Work to be completed => Lines with the word "Result": copy all of them from the entries below.

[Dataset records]
<<<<

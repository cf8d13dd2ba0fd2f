//! CLI command definitions and dispatch.

pub mod access;
pub mod config;
pub mod navigate;
pub mod password;
pub mod policy;

use clap::{Parser, Subcommand};

use crate::output::OutputFormat;
use campus_auth::AccessEnforcer;
use campus_core::config::AppConfig;
use campus_core::error::AppError;

/// Campus: role-based navigation policy tooling
#[derive(Debug, Parser)]
#[command(name = "campus-cli", version, about, long_about = None)]
pub struct Cli {
    /// Path to configuration file (defaults to config/default.toml if present)
    #[arg(short, long)]
    pub config: Option<String>,

    /// Output format
    #[arg(short, long, value_enum, default_value = "table")]
    pub format: OutputFormat,

    /// Subcommand to execute
    #[command(subcommand)]
    pub command: Commands,
}

/// Top-level commands
#[derive(Debug, Subcommand)]
pub enum Commands {
    /// Show which roles may view each route
    Policy(policy::PolicyArgs),
    /// Show the navigation menu of a role
    Menu(access::RoleArgs),
    /// Show the dashboard shortcuts of a role
    Shortcuts(access::RoleArgs),
    /// Check whether a role may view a route
    Check(access::CheckArgs),
    /// Resolve a path through the navigation gate
    Resolve(navigate::ResolveArgs),
    /// Hash a password for the account directory
    HashPassword(password::HashPasswordArgs),
    /// Configuration management
    Config(config::ConfigArgs),
}

impl Cli {
    /// Execute the CLI command
    pub fn execute(&self) -> Result<(), AppError> {
        let config_path = self.config.as_deref();
        match &self.command {
            Commands::Policy(args) => policy::execute(args, config_path, self.format),
            Commands::Menu(args) => access::execute_menu(args, config_path, self.format),
            Commands::Shortcuts(args) => access::execute_shortcuts(args, config_path, self.format),
            Commands::Check(args) => access::execute_check(args, config_path, self.format),
            Commands::Resolve(args) => navigate::execute(args, config_path, self.format),
            Commands::HashPassword(args) => password::execute(args),
            Commands::Config(args) => config::execute(args, config_path, self.format),
        }
    }
}

/// Helper: load configuration from file
pub fn load_config(config_path: Option<&str>) -> Result<AppConfig, AppError> {
    AppConfig::load(config_path)
}

/// Helper: build the access enforcer with configured overrides
pub fn load_enforcer(config_path: Option<&str>) -> Result<AccessEnforcer, AppError> {
    let config = load_config(config_path)?;
    AccessEnforcer::from_config(&config.policy)
}

/// Helper: render a role set as a comma-separated list
pub fn join_roles<'a, I>(roles: I) -> String
where
    I: IntoIterator<Item = &'a campus_entity::user::UserRole>,
{
    roles
        .into_iter()
        .map(|role| role.as_str())
        .collect::<Vec<_>>()
        .join(", ")
}
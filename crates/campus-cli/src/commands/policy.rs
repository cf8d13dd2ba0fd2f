//! Route policy table command.

use clap::Args;
use serde::Serialize;
use tabled::Tabled;
use tracing::debug;

use crate::output::{self, OutputFormat};
use campus_auth::AccessEnforcer;
use campus_core::error::AppError;
use campus_entity::route::Route;
use campus_entity::user::UserRole;

/// Arguments for the policy command
#[derive(Debug, Args)]
pub struct PolicyArgs {
    /// Only list routes this role may view
    #[arg(short, long)]
    pub role: Option<UserRole>,
}

/// Policy display row
#[derive(Debug, Serialize, Tabled)]
struct PolicyRow {
    /// Route identifier
    route: String,
    /// Whether sub-paths belong to the route
    nested: bool,
    /// Permitted roles
    roles: String,
    /// Roles permitted below the route
    subpath_roles: String,
}

/// Execute the policy command
pub fn execute(
    args: &PolicyArgs,
    config_path: Option<&str>,
    format: OutputFormat,
) -> Result<(), AppError> {
    let enforcer = super::load_enforcer(config_path)?;
    let rows = policy_rows(&enforcer, args.role.as_ref());

    output::print_list(&rows, format);
    Ok(())
}

/// Builds one row per route, limited to the role's routes when given
fn policy_rows(enforcer: &AccessEnforcer, role: Option<&UserRole>) -> Vec<PolicyRow> {
    let routes = match role {
        Some(role) => enforcer.permitted_routes(role),
        None => Route::ALL.to_vec(),
    };
    debug!(role = ?role, routes = routes.len(), "Listing route policy");

    routes
        .into_iter()
        .map(|route| PolicyRow {
            route: route.id().to_string(),
            nested: route.is_nested(),
            roles: super::join_roles(&enforcer.permitted_roles(&route)),
            subpath_roles: super::join_roles(&enforcer.permitted_subpath_roles(&route)),
        })
        .collect()
}
//! Session entity model.

use chrono::{DateTime, Utc};
use serde::{Deserialize, Serialize};

use campus_core::types::SessionId;

use crate::user::UserRole;

/// The logged-in actor.
///
/// Created on login and dropped on logout. Never persisted.
#[derive(Debug, Clone, PartialEq, Eq, Serialize, Deserialize)]
pub struct Session {
    /// Unique session identifier.
    pub id: SessionId,
    /// Opaque identifier of the authenticated user.
    pub user_id: String,
    /// Display name.
    pub name: String,
    /// Login email, as typed.
    pub email: String,
    /// Role driving navigation access.
    pub role: UserRole,
    /// When the session was created (login time).
    pub created_at: DateTime<Utc>,
}

impl Session {
    /// Creates a session for a freshly authenticated user.
    pub fn new(
        user_id: impl Into<String>,
        name: impl Into<String>,
        email: impl Into<String>,
        role: UserRole,
    ) -> Self {
        Self {
            id: SessionId::new(),
            user_id: user_id.into(),
            name: name.into(),
            email: email.into(),
            role,
            created_at: Utc::now(),
        }
    }
}

/// Derives a display name from an email: everything before the first `@`.
///
/// An email without `@` is returned whole.
pub fn display_name_from_email(email: &str) -> String {
    email.split('@').next().unwrap_or(email).to_string()
}

/// Authorization state of the application instance.
#[derive(Debug, Clone, Copy, PartialEq, Eq, Serialize, Deserialize)]
#[serde(tag = "state", content = "role", rename_all = "snake_case")]
pub enum AuthState {
    /// No session; only the login screen is reachable.
    Unauthenticated,
    /// A session exists for the given role.
    Authenticated(UserRole),
}

impl AuthState {
    /// Returns the role if authenticated.
    pub fn role(&self) -> Option<UserRole> {
        match self {
            Self::Unauthenticated => None,
            Self::Authenticated(role) => Some(*role),
        }
    }
}

impl From<Option<&Session>> for AuthState {
    fn from(session: Option<&Session>) -> Self {
        session.map_or(Self::Unauthenticated, |s| Self::Authenticated(s.role))
    }
}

>>>>

Task solution =>
    pub fn execute(&self) -> Result<(), AppError> {
pub fn load_config(config_path: Option<&str>) -> Result<AppConfig, AppError> {
pub fn load_enforcer(config_path: Option<&str>) -> Result<AccessEnforcer, AppError> {
) -> Result<(), AppError> {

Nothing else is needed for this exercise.